Opponents of the Affordable Care Act, such as Mitt Romney, say it should be replaced with a state-by-state approach. Romney's home state, Massachusetts, is the pioneer-- Romney signed a 2006 law that has extended coverage to nearly all residents.

But many other states have demonstrated little political will to help people obtain health coverage. In some, such as Texas and Virginia, the threshold for Medicaid eligibility is so stringent that parents earning $10,000 a year are too well-off to qualify.

States that have made an effort to offer subsidized coverage, as Tennessee did in the 1990s, have typically found that costs became unsustainable when people in poor health enrolled at higher rates than healthier ones. It is that problem that the individual insurance mandate in the national law, the crux of the Supreme Court case, is meant to address.

Democrats running in red districts or red states are in a tough situation with voters who are uninterested in nuance and long used to voting against their own financial interests. The campaign video (above), released yesterday by Democrat Heidi Heitkamp handles it exceedingly well. It's a response to the latest DC special interests attacks funded by secret donors. They've already spent over half a million dollars-- which goes a LONG way in North Dakota-- smearing Heitkamp and bolstering the campaign of the state's biggest, and most hated, landlord, Rick Berg. If you haven't seen it yet, take a look, or even watch it again. Key line: "There are good things, and bad things in the health care law, but we have to make coverage more secure, not less. Unlike my opponent, I won't vote to deny coverage to kids or let insurance companies deny coverage for pre-existing conditions."

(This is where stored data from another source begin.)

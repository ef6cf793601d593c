//! Simulation engine: the core of the game.
//!
//! `CombatEngine` owns the hecs ECS world, the seeded RNG, the deferred-effect
//! queue and the wave scheduler. Each `tick` runs the systems in a fixed
//! order: deferred effects, player, wave scheduler, projectiles, enemies,
//! collisions. Completely headless, enabling deterministic testing.

use hecs::{Entity, World};
use rand::SeedableRng;
use rand_chacha::ChaCha8Rng;

use starwarriors_core::commands::PlayerIntent;
use starwarriors_core::components::{Armament, EnemyState, Hitbox, PlayerShip};
use starwarriors_core::config::CombatConfig;
use starwarriors_core::enums::{Difficulty, EnemyKind, GameMode, ShipClass};
use starwarriors_core::events::EffectEvent;
use starwarriors_core::state::{CombatSnapshot, PlayerView, TickReport, WaveInfo};
use starwarriors_core::types::{Bounds, Position, Rect, SimClock};

use crate::deferred::{DeferredAction, DeferredEntry, DeferredQueue};
use crate::systems;
use crate::systems::cleanup;
use crate::systems::wave_spawner::WaveScheduler;
use crate::world_setup::{self, Shot, SpawnContext};

/// Configuration for starting a new session.
#[derive(Debug, Clone)]
pub struct SimConfig {
    /// RNG seed for determinism. Same seed = same simulation.
    pub seed: u64,
    pub difficulty: Difficulty,
    pub game_mode: GameMode,
    pub ship: ShipClass,
    /// Stat tables, waves and timings.
    pub stats: CombatConfig,
}

impl Default for SimConfig {
    fn default() -> Self {
        Self {
            seed: 42,
            difficulty: Difficulty::default(),
            game_mode: GameMode::default(),
            ship: ShipClass::default(),
            stats: CombatConfig::default(),
        }
    }
}

/// The simulation engine. Owns the ECS world and all sim state.
pub struct CombatEngine {
    world: World,
    clock: SimClock,
    rng: ChaCha8Rng,
    config: SimConfig,
    sequence: u64,
    effects: Vec<EffectEvent>,
    deferred: DeferredQueue,
    waves: WaveScheduler,
    player: Option<Entity>,
    victory: bool,
    despawn_buffer: Vec<Entity>,
}

/// Build a `SpawnContext` from disjoint engine fields.
macro_rules! spawn_ctx {
    ($self:ident) => {
        SpawnContext {
            config: &$self.config.stats,
            difficulty: $self.config.difficulty,
            game_mode: $self.config.game_mode,
            sequence: &mut $self.sequence,
            effects: &mut $self.effects,
        }
    };
}

impl CombatEngine {
    /// Create a new engine with the given config. Nothing is spawned until `start`.
    pub fn new(config: SimConfig) -> Self {
        Self {
            world: World::new(),
            clock: SimClock::default(),
            rng: ChaCha8Rng::seed_from_u64(config.seed),
            config,
            sequence: 0,
            effects: Vec::new(),
            deferred: DeferredQueue::default(),
            waves: WaveScheduler::default(),
            player: None,
            victory: false,
            despawn_buffer: Vec::new(),
        }
    }

    /// Clear the world, spawn the player and the first wave.
    pub fn start(&mut self, bounds: Bounds) {
        self.world.clear();
        self.clock = SimClock::default();
        self.effects.clear();
        self.deferred.clear();
        self.victory = false;

        let mut ctx = spawn_ctx!(self);
        let player = world_setup::spawn_player(&mut self.world, &mut ctx, self.config.ship, &bounds);
        self.waves.start(&mut self.world, &mut ctx, &mut self.rng, &bounds);
        self.player = Some(player);
        self.effects.clear();
    }

    /// Advance the simulation by one tick.
    ///
    /// `delta_ms` is the driver time since the previous tick; it paces the
    /// real-time timers (repair, wave countdown, deferred effects).
    pub fn tick(&mut self, delta_ms: f64, intent: &PlayerIntent, bounds: Bounds) -> TickReport {
        self.clock.advance(delta_ms);
        let now_ms = self.clock.elapsed_ms;

        if self.victory {
            return TickReport {
                wave: self.wave_info(),
                victory: true,
                ..TickReport::default()
            };
        }

        self.run_deferred();

        // 1. Player
        if let Some(player) = self.player.filter(|&p| cleanup::is_active(&self.world, p)) {
            let mut ctx = spawn_ctx!(self);
            let result = systems::player::run(
                &mut self.world,
                &mut ctx,
                &mut self.deferred,
                player,
                intent,
                &bounds,
                now_ms,
            );
            if let Err(err) = result {
                tracing::warn!(%err, "player update failed, removing");
                self.remove_player();
            }
        }

        // 2. Waves
        let enemy_count = cleanup::count::<EnemyState>(&self.world);
        {
            let mut ctx = spawn_ctx!(self);
            self.waves
                .run(&mut self.world, &mut ctx, &mut self.rng, &bounds, enemy_count, now_ms);
        }

        let enemy_count = cleanup::count::<EnemyState>(&self.world);
        if self.waves.is_boss_defeated() && enemy_count == 0 {
            self.victory = true;
            tracing::debug!(tick = self.clock.tick, "victory");
            return TickReport {
                effects: std::mem::take(&mut self.effects),
                wave: self.wave_info(),
                victory: true,
                victory_bonus: self.config.stats.scoring.victory_bonus,
                ..TickReport::default()
            };
        }

        // 3. Projectiles
        systems::projectiles::run(
            &mut self.world,
            &bounds,
            self.config.stats.weapons.decoy_attract_radius,
            &mut self.despawn_buffer,
        );

        // 4. Enemies
        {
            let mut ctx = spawn_ctx!(self);
            systems::enemies::run(&mut self.world, &mut ctx, &mut self.rng, &bounds, &mut self.despawn_buffer);
        }

        // 5. Collisions
        let mut report = TickReport::default();
        if let Some(player) = self.player.filter(|&p| cleanup::is_active(&self.world, p)) {
            let mut ctx = spawn_ctx!(self);
            match systems::collision::run(&mut self.world, &mut ctx, player, now_ms) {
                Ok(collisions) => {
                    for kind in collisions.kills {
                        self.waves.record_kill(kind);
                    }
                    report.collision = collisions.outcome;
                }
                Err(err) => tracing::warn!(%err, "collision pass failed"),
            }
        }

        report.effects = std::mem::take(&mut self.effects);
        report.wave = self.wave_info();
        report
    }

    /// Apply deferred effects that have come due, dropping any whose owner
    /// or target is gone.
    fn run_deferred(&mut self) {
        for DeferredEntry { owner, action, .. } in self.deferred.take_due(self.clock.elapsed_ms) {
            if !cleanup::is_active(&self.world, owner) {
                tracing::debug!(?owner, ?action, "deferred effect dropped, owner inactive");
                continue;
            }
            match action {
                DeferredAction::OverheatRecovery => {
                    if let Ok(mut arms) = self.world.get::<&mut Armament>(owner) {
                        arms.overheated = false;
                        arms.ammo = arms.max_ammo;
                    }
                }
                DeferredAction::PairedBomb { target, angle } => {
                    if !cleanup::is_active(&self.world, target) {
                        tracing::debug!(?owner, ?target, "paired bomb dropped, target inactive");
                        continue;
                    }
                    let Some(center) = center_of(&self.world, owner) else {
                        continue;
                    };
                    let mut ctx = spawn_ctx!(self);
                    world_setup::spawn_projectile(
                        &mut self.world,
                        &mut ctx,
                        &Shot::homing_bomb(center, angle, target, false),
                    );
                }
            }
        }
    }

    /// Spawn one enemy of `kind` with its top-left corner at `(x, y)`.
    pub fn spawn_enemy(&mut self, kind: EnemyKind, x: f64, y: f64) -> Entity {
        let mut ctx = spawn_ctx!(self);
        world_setup::spawn_enemy(&mut self.world, &mut ctx, &mut self.rng, kind, x, y)
    }

    /// Spawn an enemy by type name. Unknown names are rejected with a warning.
    pub fn spawn_enemy_named(&mut self, name: &str, x: f64, y: f64) -> Option<Entity> {
        let Some(kind) = EnemyKind::from_name(name) else {
            tracing::warn!(name, "unknown enemy type, nothing spawned");
            return None;
        };
        Some(self.spawn_enemy(kind, x, y))
    }

    /// Remove the player ship (death confirmed by the caller) and cancel
    /// everything it had scheduled.
    pub fn remove_player(&mut self) {
        if let Some(player) = self.player.take() {
            self.deferred.cancel_owner(player);
            let _ = self.world.despawn(player);
        }
    }

    pub fn wave_info(&self) -> WaveInfo {
        self.waves.info(&self.config.stats.waves)
    }

    pub fn player_view(&self) -> Option<PlayerView> {
        systems::snapshot::build_player_view(&self.world, self.player?)
    }

    pub fn is_boss_defeated(&self) -> bool {
        self.waves.is_boss_defeated()
    }

    pub fn is_campaign_complete(&self) -> bool {
        self.waves
            .is_campaign_complete(cleanup::count::<EnemyState>(&self.world))
    }

    /// Whole-world view in spawn order.
    pub fn snapshot(&self) -> CombatSnapshot {
        systems::snapshot::build_snapshot(&self.world, &self.clock, self.wave_info())
    }

    /// Get a read-only reference to the ECS world.
    pub fn world(&self) -> &World {
        &self.world
    }

    pub fn clock(&self) -> SimClock {
        self.clock
    }

    pub fn player(&self) -> Option<Entity> {
        self.player
    }

    pub fn config(&self) -> &SimConfig {
        &self.config
    }

    /// Mutable world access for scenario setup in tests.
    #[cfg(test)]
    pub fn world_mut(&mut self) -> &mut World {
        &mut self.world
    }

    /// Spawn a projectile directly (for tests).
    #[cfg(test)]
    pub fn spawn_shot(&mut self, shot: Shot) -> Entity {
        let mut ctx = spawn_ctx!(self);
        world_setup::spawn_projectile(&mut self.world, &mut ctx, &shot)
    }

    #[cfg(test)]
    pub fn pending_deferred(&self) -> usize {
        self.deferred.len()
    }
}

fn center_of(world: &World, entity: Entity) -> Option<Position> {
    let mut query = world.query_one::<(&PlayerShip, &Position, &Hitbox)>(entity).ok()?;
    let (_, pos, hitbox) = query.get()?;
    Some(Rect::at(*pos, hitbox.width, hitbox.height).center())
}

Heitkamp has reminded the media that just months after filming a campaign ad attacking his opponent for eliminating waste within Medicare, Berg voted to maintain these very same savings. According to the Associated Press: “In a post-election reversal, House Republicans are supporting nearly $450 billion in Medicare cuts that they criticized vigorously last fall after Democrats and President Barack Obama passed them as part of their controversial health care law. The cuts are included in the 2012 budget that Rep. Paul Ryan, R-Wis., unveiled last week and account for a significant share of the $5.8 trillion in claimed savings over the next decade.” Rick Berg... a hypocrite? No one who's ever dealt with him as their landlord would have to wonder. He also voted, right after being elected to the House, to allow insurance companies to deny health insurance to people with pre-existing conditions, a part of ObamaCare that is even popular with Republicans.

Even with all the money Big Business has been dumping into the North Dakota race, polls show that Berg is still losing. Heidi's a real fighter and she's not going to be pushed around by Karl Rove and his financiers. As Attorney General, she took on Big Tobacco and won. When she was diagnosed with cancer-- just two months from election day-- she underwent chemotherapy and she still managed to campaign. The DSCC was smart to back her, even in a tough electoral environment. The DCCC, on the other hand, is insane-- or would rather see Republicans win than help progressives (something I'm hearing from everywhere in the country now, both inside and outside Congress-- to not back former American Diabetes Association national spokesperson, Lee Rogers, a celebrated surgeon, in his race against healthcare for Buck McKeon.

As a doctor and as a dedicated progressive, Rogers opposed the individual mandate and has been an eloquent advocate of a Medicare-For-All approach. His insights on healthcare reform aren't ideological; they're from a practicing medical specialist in Los Angeles County. This is what he told me late last night:
I find the silence of the big insurance companies most interesting. You'd think they'd be spending millions on public awareness campaigns promoting Obamacare. They were certainly the all-around winners from the law, with nearly 50 million new customers mandated and no caps on premiums. Must cover pre-existing conditions? Big deal! Without caps on premiums, patients can be priced out of the market. The US healthcare system is not a free market. Patients are not empowered or knowledgeable enough to make decisions based on cost. It's not like getting an oil change. Healthcare is complicated and that's why you need a doctor, but your doctor is not in charge. Doctors don't determine what is "medically necessary"; insurance companies do. They deny coverage for procedures or treatments they determine not to be necessary.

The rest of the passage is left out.